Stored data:

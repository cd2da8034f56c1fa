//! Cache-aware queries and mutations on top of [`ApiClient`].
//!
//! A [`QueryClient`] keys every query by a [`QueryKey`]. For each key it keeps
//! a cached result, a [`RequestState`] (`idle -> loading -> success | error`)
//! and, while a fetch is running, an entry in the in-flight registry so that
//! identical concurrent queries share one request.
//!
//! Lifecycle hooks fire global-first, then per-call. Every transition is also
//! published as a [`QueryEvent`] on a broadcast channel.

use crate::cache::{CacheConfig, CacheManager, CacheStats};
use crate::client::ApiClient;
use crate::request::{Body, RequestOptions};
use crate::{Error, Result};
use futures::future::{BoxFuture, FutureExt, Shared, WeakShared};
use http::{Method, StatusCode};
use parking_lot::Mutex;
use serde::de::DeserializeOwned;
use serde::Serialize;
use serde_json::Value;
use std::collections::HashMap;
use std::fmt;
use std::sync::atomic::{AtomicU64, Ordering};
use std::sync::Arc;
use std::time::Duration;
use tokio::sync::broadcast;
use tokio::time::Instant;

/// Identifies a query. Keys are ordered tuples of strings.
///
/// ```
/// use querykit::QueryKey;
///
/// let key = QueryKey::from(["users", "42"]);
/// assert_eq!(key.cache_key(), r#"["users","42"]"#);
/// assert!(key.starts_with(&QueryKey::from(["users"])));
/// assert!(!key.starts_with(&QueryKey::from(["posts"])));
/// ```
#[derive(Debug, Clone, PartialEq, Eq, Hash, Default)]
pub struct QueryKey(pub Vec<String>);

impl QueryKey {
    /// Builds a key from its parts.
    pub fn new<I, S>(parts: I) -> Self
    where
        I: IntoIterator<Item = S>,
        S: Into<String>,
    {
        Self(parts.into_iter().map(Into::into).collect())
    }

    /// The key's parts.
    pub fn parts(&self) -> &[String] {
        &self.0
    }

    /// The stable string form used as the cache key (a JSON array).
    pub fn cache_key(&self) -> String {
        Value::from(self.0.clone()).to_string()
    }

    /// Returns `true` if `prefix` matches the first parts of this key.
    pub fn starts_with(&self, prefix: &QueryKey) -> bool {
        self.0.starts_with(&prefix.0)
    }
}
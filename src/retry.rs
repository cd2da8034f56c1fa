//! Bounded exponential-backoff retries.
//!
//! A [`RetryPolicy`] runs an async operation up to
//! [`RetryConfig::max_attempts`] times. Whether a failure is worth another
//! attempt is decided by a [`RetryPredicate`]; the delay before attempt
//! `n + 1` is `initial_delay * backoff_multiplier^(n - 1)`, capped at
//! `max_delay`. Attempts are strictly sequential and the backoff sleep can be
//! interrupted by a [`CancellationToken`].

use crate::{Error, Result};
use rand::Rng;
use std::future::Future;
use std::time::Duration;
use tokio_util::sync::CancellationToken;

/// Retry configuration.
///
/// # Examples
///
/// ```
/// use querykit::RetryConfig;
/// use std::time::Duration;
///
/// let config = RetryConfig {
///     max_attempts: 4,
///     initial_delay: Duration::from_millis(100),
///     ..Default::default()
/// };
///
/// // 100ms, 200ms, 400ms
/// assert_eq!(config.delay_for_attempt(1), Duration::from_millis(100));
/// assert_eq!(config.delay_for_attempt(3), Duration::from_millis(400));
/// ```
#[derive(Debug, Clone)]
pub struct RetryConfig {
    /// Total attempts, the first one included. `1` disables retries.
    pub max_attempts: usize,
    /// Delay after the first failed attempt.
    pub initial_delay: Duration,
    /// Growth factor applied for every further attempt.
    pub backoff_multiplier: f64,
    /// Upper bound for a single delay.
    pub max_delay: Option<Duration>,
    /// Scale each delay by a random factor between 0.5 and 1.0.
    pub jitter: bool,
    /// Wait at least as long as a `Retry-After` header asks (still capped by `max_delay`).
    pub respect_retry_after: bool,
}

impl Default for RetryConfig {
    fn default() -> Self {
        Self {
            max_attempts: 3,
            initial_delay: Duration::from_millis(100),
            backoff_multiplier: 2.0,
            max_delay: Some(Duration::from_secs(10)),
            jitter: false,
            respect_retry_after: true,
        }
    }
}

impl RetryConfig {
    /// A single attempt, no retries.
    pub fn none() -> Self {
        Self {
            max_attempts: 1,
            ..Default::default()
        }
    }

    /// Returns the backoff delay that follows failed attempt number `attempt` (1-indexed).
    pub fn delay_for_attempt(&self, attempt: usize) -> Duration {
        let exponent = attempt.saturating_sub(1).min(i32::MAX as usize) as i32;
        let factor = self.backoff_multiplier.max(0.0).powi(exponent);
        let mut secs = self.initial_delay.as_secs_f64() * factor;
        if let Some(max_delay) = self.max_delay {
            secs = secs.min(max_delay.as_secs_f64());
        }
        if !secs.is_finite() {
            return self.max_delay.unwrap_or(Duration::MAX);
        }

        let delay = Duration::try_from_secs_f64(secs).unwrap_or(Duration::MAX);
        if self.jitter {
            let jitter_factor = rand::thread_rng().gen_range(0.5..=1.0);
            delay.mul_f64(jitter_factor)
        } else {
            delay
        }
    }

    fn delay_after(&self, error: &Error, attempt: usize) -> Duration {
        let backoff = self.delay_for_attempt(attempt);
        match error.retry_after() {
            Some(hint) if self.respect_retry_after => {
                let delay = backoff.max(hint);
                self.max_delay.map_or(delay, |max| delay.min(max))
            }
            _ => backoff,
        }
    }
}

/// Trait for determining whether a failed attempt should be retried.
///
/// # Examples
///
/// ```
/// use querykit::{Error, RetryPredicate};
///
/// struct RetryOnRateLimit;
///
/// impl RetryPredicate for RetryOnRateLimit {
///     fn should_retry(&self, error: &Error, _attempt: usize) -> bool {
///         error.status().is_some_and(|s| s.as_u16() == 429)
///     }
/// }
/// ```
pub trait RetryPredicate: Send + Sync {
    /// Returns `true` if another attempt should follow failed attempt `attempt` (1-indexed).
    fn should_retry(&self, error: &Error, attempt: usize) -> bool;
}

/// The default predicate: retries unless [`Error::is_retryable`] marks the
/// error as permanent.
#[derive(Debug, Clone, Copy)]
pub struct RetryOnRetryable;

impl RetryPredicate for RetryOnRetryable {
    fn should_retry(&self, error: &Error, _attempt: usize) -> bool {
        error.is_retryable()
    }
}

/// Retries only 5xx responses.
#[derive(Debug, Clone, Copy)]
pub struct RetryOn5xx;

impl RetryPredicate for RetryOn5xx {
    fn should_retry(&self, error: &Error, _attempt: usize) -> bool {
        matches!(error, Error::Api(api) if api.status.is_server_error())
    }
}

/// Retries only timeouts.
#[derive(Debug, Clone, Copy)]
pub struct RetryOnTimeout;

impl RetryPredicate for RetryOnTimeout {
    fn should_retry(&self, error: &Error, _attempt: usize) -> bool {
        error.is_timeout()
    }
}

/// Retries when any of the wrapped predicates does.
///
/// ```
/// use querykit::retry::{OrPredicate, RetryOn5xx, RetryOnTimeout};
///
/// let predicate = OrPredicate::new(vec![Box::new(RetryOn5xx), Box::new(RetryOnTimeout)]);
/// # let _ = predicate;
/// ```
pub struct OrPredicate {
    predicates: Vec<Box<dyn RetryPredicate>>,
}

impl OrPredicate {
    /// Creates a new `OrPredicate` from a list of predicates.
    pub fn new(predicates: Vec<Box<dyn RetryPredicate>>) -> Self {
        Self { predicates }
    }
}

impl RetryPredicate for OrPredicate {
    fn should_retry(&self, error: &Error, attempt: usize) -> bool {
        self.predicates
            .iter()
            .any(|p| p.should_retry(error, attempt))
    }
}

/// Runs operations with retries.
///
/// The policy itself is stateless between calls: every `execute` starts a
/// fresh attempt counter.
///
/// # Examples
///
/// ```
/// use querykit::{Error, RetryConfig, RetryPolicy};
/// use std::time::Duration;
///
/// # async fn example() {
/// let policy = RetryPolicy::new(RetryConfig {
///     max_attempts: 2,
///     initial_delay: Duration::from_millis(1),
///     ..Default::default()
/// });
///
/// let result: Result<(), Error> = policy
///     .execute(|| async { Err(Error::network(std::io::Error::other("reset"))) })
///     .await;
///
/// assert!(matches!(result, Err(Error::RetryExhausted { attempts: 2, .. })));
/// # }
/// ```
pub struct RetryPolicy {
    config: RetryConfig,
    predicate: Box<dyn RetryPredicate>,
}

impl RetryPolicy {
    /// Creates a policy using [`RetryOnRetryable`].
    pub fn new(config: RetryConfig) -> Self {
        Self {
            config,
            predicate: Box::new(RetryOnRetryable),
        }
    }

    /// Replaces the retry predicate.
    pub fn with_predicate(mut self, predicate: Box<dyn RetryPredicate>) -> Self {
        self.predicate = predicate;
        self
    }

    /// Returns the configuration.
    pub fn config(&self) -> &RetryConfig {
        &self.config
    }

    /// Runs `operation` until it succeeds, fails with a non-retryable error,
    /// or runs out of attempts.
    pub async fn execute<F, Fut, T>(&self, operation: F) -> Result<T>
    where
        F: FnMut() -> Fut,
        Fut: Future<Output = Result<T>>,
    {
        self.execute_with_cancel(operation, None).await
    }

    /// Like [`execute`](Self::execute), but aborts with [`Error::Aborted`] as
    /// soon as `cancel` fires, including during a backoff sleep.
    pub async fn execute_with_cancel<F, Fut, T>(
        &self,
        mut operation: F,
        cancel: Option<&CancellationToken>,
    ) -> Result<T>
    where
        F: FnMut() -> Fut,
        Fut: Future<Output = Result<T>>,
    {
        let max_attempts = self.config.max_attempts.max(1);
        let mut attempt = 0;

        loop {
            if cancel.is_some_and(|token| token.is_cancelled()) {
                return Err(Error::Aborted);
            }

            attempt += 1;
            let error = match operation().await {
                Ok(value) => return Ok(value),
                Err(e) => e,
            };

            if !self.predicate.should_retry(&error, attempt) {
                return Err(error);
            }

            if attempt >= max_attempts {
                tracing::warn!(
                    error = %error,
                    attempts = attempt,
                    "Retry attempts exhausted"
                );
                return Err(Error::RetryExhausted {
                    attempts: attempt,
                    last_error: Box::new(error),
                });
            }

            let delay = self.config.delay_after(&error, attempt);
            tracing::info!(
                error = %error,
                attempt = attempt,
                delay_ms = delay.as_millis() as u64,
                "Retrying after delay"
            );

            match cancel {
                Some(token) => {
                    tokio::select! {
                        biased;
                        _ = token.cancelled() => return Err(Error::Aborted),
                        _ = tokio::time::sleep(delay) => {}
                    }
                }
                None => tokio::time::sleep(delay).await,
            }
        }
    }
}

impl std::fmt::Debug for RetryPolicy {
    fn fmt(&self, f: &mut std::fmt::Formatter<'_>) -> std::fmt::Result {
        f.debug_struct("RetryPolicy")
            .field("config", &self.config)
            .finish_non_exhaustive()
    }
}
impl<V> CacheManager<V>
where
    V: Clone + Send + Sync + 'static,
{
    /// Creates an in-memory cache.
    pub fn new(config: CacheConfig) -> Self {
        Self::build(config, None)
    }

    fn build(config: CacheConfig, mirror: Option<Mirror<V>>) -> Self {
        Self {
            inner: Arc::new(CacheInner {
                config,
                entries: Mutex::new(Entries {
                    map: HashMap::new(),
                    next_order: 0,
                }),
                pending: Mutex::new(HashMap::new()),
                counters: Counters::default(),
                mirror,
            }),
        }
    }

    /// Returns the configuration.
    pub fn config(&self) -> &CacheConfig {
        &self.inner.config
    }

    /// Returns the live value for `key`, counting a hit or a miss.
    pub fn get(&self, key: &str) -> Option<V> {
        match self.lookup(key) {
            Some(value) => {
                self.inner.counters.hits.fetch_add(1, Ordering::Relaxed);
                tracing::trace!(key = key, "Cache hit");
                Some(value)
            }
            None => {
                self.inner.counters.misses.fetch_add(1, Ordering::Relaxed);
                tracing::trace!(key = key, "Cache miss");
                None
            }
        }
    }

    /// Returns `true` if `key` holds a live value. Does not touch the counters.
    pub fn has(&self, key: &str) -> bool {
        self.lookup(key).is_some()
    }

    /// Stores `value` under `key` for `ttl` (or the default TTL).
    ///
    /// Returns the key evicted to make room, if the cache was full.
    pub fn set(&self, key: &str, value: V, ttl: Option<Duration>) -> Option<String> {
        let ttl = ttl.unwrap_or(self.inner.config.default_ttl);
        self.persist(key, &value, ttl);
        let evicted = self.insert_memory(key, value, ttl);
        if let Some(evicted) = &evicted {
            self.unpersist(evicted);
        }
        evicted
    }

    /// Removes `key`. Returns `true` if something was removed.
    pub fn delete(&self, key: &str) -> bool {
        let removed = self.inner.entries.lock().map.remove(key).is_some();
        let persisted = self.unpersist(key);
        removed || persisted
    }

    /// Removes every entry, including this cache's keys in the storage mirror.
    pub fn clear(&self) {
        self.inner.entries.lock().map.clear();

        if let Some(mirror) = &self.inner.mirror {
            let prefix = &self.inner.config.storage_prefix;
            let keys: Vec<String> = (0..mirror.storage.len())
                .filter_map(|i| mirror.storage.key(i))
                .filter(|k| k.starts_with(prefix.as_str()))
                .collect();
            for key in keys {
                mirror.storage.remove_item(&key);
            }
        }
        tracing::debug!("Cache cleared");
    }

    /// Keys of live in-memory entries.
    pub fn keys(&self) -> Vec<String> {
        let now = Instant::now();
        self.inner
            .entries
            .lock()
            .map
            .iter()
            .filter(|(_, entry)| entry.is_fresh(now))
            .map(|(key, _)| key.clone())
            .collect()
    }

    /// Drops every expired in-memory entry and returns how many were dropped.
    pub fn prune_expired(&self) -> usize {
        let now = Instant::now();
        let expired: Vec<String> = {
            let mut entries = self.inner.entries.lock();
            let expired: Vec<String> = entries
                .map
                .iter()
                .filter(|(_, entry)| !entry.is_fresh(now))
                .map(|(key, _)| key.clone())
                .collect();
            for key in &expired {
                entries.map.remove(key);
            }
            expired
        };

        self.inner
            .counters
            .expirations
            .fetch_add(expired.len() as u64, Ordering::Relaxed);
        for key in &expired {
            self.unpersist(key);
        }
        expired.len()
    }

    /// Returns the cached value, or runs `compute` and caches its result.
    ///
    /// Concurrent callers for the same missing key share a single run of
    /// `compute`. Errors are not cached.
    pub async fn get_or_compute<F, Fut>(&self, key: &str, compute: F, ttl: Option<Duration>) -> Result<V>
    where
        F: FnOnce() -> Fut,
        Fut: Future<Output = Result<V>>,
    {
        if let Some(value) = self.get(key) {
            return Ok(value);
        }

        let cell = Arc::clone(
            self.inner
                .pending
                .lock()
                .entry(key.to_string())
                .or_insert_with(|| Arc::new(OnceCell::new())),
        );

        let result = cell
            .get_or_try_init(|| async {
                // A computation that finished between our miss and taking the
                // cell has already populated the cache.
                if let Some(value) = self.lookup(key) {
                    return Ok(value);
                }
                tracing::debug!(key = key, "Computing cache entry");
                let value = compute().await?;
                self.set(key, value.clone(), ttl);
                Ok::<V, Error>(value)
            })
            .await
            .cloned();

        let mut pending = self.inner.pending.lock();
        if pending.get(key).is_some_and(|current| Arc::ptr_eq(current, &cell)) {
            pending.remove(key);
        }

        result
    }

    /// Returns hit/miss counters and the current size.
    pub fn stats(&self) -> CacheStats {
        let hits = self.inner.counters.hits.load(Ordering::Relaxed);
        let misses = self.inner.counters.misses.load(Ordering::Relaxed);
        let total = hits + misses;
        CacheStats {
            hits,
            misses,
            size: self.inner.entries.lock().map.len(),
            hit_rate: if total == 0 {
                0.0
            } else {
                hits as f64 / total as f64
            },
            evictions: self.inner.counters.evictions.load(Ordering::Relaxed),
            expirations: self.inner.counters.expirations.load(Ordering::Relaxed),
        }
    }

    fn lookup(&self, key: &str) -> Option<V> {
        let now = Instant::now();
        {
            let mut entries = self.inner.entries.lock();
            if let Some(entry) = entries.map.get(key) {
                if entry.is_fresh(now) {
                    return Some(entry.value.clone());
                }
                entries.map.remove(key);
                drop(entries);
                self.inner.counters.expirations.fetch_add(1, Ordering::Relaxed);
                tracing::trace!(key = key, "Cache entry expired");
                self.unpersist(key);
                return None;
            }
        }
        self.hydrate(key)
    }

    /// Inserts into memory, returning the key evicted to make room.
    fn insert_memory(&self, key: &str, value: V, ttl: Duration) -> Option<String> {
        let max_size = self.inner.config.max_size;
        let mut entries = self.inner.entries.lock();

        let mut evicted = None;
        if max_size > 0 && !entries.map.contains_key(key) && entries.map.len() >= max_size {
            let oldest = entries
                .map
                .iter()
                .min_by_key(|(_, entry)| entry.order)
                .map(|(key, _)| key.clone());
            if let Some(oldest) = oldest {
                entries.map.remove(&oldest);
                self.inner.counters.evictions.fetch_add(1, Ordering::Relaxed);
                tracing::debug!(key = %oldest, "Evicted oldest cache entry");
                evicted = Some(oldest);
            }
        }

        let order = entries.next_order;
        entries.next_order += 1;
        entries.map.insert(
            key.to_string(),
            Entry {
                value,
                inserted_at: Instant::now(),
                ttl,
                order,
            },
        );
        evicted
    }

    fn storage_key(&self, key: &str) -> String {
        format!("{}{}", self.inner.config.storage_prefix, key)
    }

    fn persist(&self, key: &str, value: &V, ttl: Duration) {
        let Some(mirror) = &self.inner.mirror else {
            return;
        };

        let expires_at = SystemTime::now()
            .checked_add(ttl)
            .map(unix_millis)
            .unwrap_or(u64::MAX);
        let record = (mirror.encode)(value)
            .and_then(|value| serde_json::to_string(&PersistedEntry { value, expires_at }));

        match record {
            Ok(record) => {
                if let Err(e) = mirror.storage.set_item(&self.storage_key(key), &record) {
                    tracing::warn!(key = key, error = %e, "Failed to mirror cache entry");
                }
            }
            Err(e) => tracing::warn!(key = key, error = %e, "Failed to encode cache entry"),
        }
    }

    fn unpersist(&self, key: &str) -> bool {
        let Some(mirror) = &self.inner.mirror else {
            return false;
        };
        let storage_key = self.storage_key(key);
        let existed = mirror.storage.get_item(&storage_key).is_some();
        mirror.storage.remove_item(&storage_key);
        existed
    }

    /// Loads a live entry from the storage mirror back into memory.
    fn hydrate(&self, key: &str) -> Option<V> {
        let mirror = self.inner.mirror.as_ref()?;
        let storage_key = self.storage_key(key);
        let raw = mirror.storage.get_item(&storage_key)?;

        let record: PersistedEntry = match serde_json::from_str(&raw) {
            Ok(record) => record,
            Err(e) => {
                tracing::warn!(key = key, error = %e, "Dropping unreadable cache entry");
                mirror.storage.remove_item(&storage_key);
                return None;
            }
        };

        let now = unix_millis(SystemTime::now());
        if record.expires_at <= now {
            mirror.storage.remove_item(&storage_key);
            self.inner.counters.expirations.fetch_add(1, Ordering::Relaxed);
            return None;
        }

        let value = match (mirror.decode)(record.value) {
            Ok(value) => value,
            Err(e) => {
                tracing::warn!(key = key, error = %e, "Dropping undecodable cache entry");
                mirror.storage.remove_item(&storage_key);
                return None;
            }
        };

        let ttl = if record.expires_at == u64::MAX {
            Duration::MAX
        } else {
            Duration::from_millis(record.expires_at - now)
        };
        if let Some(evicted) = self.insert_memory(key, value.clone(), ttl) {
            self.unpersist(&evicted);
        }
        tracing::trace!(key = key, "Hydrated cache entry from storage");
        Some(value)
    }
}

Exercise aim:
All that is wanted is an exact copy of the lines above from the one with "let prefix = &self.inner.config.storage_prefix;" through the one with "for key in keys", with both ends included.

Completed task:
            let prefix = &self.inner.config.storage_prefix;
            let keys: Vec<String> = (0..mirror.storage.len())
                .filter_map(|i| mirror.storage.key(i))
                .filter(|k| k.starts_with(prefix.as_str()))
                .collect();
            for key in keys {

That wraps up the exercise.